To say there are "mountains of evidence against PSA screening" is simply untrue. Yes, over-treatment of indolent prostate cancer is a big problem, but I think urologists are doing a better and better job of avoiding treatment for low-risk prostate cancer, demonstrating that over-treatment is not screening's fault, per se. Also, I would agree that screening is being used too liberally, especially among patients over 70 (leading to more harm than good).

However, there has been a 40% reduction in prostate cancer deaths since the early 90's - a mortality benefit that is largely attributable to screening and extends across all age-groups (50+).

Robert Merold said...

According to a Medco study, roughly 50% of doctors are not following 'generally accepted practices' more than a decade after the appropriate academy endorses it.

Ironically, there are now plenty of commercial data bases that can provide feedback and profiling to a doctor about what they are doing and how they compare to peers.

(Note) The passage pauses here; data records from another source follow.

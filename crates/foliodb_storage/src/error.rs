//! Error types for storage operations.

use std::io;
use thiserror::Error;

/// Result type for storage operations.
pub type StorageResult<T> = Result<T, StorageError>;

/// Errors that can occur in a storage backend.
#[derive(Debug, Error)]
pub enum StorageError {
    /// An I/O error occurred.
    #[error("I/O error: {0}")]
    Io(#[from] io::Error),

    /// A read extended beyond the end of the stored bytes.
    #[error("read past end: offset {offset}, len {len}, size {size}")]
    ReadPastEnd {
        /// Requested read offset.
        offset: u64,
        /// Requested read length.
        len: usize,
        /// Current backend size.
        size: u64,
    },

    /// A truncation target exceeded the current size.
    #[error("cannot truncate to {requested} bytes, current size is {size}")]
    TruncateBeyondEnd {
        /// Requested new size.
        requested: u64,
        /// Current backend size.
        size: u64,
    },

    /// The stored bytes are corrupted.
    #[error("storage corrupted: {0}")]
    Corrupted(String),
}
//! One-shot sync with a busy guard.

use crate::applier::SyncApplier;
use crate::error::{SyncError, SyncResult};
use crate::replicator::{Replicator, SyncCycleResult};
use crate::transport::SyncTransport;
use parking_lot::Mutex;
use std::sync::atomic::{AtomicBool, Ordering};
use std::sync::Arc;
use std::time::{Duration, Instant};

/// Outcome of a finished one-shot sync.
#[derive(Debug, Clone, PartialEq, Eq)]
pub enum SyncOutcome {
    /// The cycle completed.
    Success {
        /// Operations pulled.
        pulled: u64,
        /// Operations pushed.
        pushed: u64,
    },
    /// The cycle failed.
    Failed(String),
}

/// Status of the one-shot sync surface.
#[derive(Debug, Clone, PartialEq, Eq)]
pub enum ManualSyncStatus {
    /// No sync running and no recent outcome.
    Idle,
    /// A sync is in flight.
    Syncing,
    /// A sync finished recently; reverts to [`ManualSyncStatus::Idle`]
    /// once the hold period elapses.
    Finished(SyncOutcome),
}

/// Runs user-triggered sync cycles, one at a time.
///
/// A trigger while a cycle is in flight is rejected with
/// [`SyncError::SyncInFlight`] instead of queueing, so a button wired to
/// [`ManualSync::trigger`] cannot stack cycles. The outcome stays
/// readable for a hold period and then the status reverts to idle.
pub struct ManualSync<T: SyncTransport, A: SyncApplier> {
    replicator: Arc<Replicator<T, A>>,
    busy: AtomicBool,
    last_outcome: Mutex<Option<(SyncOutcome, Instant)>>,
    hold: Duration,
}

impl<T: SyncTransport, A: SyncApplier> ManualSync<T, A> {
    /// Creates a one-shot surface over `replicator`.
    ///
    /// The hold period comes from the replicator's configuration.
    pub fn new(replicator: Arc<Replicator<T, A>>) -> Self {
        let hold = replicator.config().status_hold;
        Self {
            replicator,
            busy: AtomicBool::new(false),
            last_outcome: Mutex::new(None),
            hold,
        }
    }

    /// Runs one cycle with retry, unless one is already running.
    pub fn trigger(&self) -> SyncResult<SyncCycleResult> {
        if self.busy.swap(true, Ordering::SeqCst) {
            return Err(SyncError::SyncInFlight);
        }

        let result = self.replicator.sync_with_retry();
        let outcome = match &result {
            Ok(cycle) => SyncOutcome::Success {
                pulled: cycle.pulled,
                pushed: cycle.pushed,
            },
            Err(err) => SyncOutcome::Failed(err.to_string()),
        };
        *self.last_outcome.lock() = Some((outcome, Instant::now()));
        self.busy.store(false, Ordering::SeqCst);
        result
    }

    /// Returns the current status.
    pub fn status(&self) -> ManualSyncStatus {
        if self.busy.load(Ordering::SeqCst) {
            return ManualSyncStatus::Syncing;
        }
        if let Some((outcome, finished_at)) = self.last_outcome.lock().as_ref() {
            if finished_at.elapsed() < self.hold {
                return ManualSyncStatus::Finished(outcome.clone());
            }
        }
        ManualSyncStatus::Idle
    }

    /// Returns the wrapped replicator.
    pub fn replicator(&self) -> &Arc<Replicator<T, A>> {
        &self.replicator
    }
}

And, unlike college admissions (don't get me started, i put myself thru college partly be giving campus tours at an institution similar to what you outlined above) conformity is desired, if its to the best practices that is.

You can probably even get your own data, all you have to do is ask the right companies. I can give you the road map

The irony is that the companies with the data have largely laid low when in comes to docs; they make too much money from selling to pharma and have always been worried about poisoning the well from doctor backlash. However now the momentum is about banning this data - under the red herring of it promotes usage of expensive branded drugs. The real motive is doctors fear Big Brother will force them into cookbook medicine if there is a way to monitor them.

Both the doctor concern and the need for better practices are valid. Sadly, because everyone is thinking short term, it will all crumble. Or, more likely, the government will fund collection of data (driven off medicare and medicaid rebates and EHRs) that it didn't need to fund if only it would trust the private sector and let the pharma companies pay to fund the data because it makes them more efficient

Michael Kirsch, M.D. said...

@RM, thanks for comment. It must be mind boggling the data that the pharm folks have on us. When they come to our office, I know they are aware of my personal prescribing drug history, but they don't like to talk about it. Creepy. Get ready for the government's data that will purport to measure quality, but will wildly miss the mark.

Bruce said...

A comment on the topic of PSA testing if I may.

I was receiving regular treatment by my Urologist for some 10 years for BPH. Exceedingly annoying problem having to urinate every few hours at most, losing sleep at night, unable to fully empty - you know the drill. At the same time I was getting a yearly PSA and digital. Appx 6 years ago my doctor recommended I come in twice yearly because my prostate was enlarging more than previously. Then 2 years ago he said I should have a biopsy - he was concerned about some new symptoms I was having. Within 6 months, my PSA had risen from 4.3 to 7.1. The biopsy confirmed cancer. My age at the time was 61. My doctor carefully explained my options. I could leave it and "wait and see", since he acknowledged prostate cancer is one of the slowest growing types. I could elect to have seeds implanted then, advising of possible side effects; I could elect surgical removal (not advised, but an option, with the almost definite side effects of incontinence, etc.; I could elect radiation - preferably IGRT. I elected to have IGRT - 45 days of radiation, computer controlled placement. 4 months after the treatments my PSA started going down - slowly at first, then faster. A year after treatments my PSA was down to 0.4. Now - 3 years later, it is regularly 0.3 or lower.

Never Again said...

Can we add sedating patients with Versed/Midazolam at the earliest possible time and for the most spurious reasons to the list of reflexive (and unecessary and expensive) medical treatments?